For each line of the listing that contains "loader", make a copy and return it.

%%

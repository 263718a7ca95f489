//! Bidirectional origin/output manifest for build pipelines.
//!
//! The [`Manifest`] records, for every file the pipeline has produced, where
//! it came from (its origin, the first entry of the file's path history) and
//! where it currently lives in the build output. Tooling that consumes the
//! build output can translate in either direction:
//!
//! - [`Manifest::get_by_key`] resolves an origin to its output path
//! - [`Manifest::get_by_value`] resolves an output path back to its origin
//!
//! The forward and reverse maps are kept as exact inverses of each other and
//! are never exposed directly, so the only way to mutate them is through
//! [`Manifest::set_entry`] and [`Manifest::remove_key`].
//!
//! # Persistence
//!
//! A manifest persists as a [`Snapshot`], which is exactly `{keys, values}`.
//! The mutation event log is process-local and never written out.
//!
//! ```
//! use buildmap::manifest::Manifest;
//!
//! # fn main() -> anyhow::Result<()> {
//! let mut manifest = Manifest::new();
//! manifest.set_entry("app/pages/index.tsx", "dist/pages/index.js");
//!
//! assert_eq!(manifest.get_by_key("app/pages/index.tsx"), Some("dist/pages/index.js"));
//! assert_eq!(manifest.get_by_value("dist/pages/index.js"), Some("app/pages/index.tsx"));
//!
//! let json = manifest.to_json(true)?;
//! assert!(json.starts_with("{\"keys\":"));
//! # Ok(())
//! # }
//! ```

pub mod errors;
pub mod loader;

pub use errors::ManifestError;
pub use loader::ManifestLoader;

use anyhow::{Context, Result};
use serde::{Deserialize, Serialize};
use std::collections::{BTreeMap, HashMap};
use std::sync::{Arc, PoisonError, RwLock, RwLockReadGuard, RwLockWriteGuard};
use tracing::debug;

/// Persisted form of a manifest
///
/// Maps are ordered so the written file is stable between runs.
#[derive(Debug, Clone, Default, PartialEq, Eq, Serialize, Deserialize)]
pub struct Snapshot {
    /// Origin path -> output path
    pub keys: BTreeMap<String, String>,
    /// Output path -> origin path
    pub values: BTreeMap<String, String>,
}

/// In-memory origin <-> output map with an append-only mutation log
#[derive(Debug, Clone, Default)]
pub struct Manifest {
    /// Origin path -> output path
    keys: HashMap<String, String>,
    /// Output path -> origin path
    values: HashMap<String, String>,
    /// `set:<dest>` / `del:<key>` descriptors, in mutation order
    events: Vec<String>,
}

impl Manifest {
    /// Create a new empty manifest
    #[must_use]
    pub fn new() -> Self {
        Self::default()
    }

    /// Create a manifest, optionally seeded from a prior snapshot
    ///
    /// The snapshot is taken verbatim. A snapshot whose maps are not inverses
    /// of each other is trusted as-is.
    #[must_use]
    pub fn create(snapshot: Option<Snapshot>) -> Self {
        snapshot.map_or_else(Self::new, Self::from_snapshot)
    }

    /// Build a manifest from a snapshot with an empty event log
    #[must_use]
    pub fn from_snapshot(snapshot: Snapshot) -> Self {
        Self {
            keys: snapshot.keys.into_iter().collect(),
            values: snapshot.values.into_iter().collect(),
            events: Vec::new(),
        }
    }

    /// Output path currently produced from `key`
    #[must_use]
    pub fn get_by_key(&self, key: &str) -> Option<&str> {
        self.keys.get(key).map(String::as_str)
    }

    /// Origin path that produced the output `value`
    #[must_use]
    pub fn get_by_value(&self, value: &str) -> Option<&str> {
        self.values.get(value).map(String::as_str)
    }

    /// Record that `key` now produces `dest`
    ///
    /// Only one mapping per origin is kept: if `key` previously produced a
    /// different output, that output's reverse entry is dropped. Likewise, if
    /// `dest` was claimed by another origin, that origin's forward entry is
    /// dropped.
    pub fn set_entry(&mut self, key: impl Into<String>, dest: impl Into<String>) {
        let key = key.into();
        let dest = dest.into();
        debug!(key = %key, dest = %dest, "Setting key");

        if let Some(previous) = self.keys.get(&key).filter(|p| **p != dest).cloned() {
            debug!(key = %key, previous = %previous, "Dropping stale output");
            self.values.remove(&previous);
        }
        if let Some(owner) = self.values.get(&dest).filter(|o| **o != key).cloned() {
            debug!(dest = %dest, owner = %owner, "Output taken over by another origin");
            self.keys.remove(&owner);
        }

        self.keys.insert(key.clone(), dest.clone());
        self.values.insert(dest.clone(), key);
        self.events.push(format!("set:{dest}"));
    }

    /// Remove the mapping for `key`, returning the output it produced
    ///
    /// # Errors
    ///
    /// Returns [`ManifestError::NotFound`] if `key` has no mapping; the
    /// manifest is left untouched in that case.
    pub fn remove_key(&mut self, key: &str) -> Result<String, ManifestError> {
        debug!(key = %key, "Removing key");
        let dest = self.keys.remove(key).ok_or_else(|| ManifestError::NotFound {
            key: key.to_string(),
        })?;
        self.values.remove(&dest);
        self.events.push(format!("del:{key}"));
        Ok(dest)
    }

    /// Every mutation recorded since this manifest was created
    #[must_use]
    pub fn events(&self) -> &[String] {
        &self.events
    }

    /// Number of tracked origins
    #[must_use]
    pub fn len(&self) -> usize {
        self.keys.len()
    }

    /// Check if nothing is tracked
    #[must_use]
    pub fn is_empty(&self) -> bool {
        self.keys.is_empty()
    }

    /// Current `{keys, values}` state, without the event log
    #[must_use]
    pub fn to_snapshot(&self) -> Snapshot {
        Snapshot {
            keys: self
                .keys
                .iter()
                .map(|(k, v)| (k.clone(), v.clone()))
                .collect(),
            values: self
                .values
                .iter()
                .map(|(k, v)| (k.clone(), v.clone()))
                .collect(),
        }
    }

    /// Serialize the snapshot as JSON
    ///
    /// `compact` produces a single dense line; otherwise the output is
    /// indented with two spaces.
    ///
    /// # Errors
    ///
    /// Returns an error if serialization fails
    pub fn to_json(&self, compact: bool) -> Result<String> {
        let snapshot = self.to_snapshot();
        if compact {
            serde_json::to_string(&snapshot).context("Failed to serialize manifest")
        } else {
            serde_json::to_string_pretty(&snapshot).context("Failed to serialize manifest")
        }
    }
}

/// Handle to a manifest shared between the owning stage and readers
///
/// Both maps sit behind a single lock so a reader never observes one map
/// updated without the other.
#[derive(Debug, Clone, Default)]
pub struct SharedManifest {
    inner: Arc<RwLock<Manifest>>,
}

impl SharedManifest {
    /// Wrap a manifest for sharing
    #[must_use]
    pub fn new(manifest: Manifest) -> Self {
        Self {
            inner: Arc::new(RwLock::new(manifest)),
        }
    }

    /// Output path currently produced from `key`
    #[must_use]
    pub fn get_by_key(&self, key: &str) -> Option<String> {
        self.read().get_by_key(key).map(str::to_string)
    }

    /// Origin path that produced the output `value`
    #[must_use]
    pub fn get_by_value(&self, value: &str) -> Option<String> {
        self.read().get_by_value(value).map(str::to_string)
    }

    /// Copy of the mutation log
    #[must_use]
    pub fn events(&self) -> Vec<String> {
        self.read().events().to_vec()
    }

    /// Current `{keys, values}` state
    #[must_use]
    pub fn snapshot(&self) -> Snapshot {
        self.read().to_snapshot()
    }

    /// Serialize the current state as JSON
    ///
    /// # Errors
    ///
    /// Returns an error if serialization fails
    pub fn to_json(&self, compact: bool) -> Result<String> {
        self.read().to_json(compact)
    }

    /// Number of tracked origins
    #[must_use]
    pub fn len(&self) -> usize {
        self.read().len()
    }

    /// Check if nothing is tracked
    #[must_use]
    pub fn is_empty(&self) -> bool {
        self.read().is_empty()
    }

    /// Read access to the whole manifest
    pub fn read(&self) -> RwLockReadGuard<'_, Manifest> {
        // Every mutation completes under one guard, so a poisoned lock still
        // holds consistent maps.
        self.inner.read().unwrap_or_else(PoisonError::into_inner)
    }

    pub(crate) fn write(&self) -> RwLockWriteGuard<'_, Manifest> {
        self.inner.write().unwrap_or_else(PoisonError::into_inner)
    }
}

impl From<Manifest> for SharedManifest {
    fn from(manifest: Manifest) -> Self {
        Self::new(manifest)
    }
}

%%

▶ [COMPLETED TASK]
pub mod loader;
pub use loader::ManifestLoader;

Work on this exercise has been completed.